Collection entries

-----

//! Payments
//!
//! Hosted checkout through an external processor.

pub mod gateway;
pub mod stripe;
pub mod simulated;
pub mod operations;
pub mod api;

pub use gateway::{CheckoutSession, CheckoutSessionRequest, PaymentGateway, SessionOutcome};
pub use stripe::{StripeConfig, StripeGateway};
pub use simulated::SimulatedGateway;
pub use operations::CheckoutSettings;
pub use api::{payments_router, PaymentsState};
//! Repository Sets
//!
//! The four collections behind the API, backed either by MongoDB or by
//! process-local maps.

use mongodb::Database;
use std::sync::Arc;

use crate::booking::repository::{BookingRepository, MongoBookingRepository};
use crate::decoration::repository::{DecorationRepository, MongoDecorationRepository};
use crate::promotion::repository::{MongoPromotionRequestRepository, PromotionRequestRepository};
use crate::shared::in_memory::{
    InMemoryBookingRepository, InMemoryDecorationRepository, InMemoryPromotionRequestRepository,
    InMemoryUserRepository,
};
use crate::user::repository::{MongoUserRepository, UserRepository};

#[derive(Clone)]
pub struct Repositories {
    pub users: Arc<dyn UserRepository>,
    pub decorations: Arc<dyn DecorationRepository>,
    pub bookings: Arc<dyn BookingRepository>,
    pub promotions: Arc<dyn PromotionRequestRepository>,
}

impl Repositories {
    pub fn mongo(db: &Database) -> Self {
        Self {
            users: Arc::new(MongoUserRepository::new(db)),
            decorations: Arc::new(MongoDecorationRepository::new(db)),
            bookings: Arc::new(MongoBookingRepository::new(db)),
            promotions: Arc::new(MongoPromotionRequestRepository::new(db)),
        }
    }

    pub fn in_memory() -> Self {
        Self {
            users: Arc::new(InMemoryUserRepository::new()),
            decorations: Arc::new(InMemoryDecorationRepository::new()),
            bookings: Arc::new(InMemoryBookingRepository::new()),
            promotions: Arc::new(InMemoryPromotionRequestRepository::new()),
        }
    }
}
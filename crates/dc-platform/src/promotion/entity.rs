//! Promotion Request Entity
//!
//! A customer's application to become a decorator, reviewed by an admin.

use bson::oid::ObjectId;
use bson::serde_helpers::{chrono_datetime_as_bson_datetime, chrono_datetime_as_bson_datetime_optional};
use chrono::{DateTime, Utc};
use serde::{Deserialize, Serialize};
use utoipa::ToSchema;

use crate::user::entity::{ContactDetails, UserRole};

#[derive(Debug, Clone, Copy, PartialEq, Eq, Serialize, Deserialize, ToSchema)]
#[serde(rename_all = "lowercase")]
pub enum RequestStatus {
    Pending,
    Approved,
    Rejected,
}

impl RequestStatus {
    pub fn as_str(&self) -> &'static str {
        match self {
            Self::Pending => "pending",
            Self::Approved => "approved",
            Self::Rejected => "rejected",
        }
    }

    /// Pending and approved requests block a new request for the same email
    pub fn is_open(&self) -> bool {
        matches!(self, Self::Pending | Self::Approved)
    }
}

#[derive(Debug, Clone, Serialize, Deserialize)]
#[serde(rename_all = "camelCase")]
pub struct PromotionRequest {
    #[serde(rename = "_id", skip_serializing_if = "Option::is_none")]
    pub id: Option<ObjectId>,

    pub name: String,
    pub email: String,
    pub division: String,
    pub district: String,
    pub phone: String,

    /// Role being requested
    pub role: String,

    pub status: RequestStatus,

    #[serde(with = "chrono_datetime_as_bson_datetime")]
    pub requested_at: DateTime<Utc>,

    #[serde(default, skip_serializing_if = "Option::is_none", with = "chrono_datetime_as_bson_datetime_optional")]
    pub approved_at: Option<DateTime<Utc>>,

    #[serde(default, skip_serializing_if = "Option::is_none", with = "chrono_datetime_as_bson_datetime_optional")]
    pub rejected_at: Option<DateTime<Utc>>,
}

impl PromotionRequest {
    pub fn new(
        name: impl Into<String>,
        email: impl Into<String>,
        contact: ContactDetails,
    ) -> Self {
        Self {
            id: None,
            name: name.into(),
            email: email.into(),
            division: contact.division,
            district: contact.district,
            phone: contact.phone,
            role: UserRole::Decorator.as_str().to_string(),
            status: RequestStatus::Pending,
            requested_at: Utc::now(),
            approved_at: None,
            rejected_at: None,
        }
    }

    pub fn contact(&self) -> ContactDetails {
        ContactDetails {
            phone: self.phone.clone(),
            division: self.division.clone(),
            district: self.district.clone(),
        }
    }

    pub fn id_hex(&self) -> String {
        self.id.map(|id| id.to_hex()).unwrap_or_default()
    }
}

-----

→ TASK GOAL: Reproduce exactly the entries above, limited to the lines from the one with "use bson::oid::ObjectId;" through the one with "the same email", both included.

→ SOLUTION BELOW:
use bson::oid::ObjectId;
use bson::serde_helpers::{chrono_datetime_as_bson_datetime, chrono_datetime_as_bson_datetime_optional};
use chrono::{DateTime, Utc};
use serde::{Deserialize, Serialize};
use utoipa::ToSchema;

use crate::user::entity::{ContactDetails, UserRole};

#[derive(Debug, Clone, Copy, PartialEq, Eq, Serialize, Deserialize, ToSchema)]
#[serde(rename_all = "lowercase")]
pub enum RequestStatus {
    Pending,
    Approved,
    Rejected,
}

impl RequestStatus {
    pub fn as_str(&self) -> &'static str {
        match self {
            Self::Pending => "pending",
            Self::Approved => "approved",
            Self::Rejected => "rejected",
        }
    }

    /// Pending and approved requests block a new request for the same email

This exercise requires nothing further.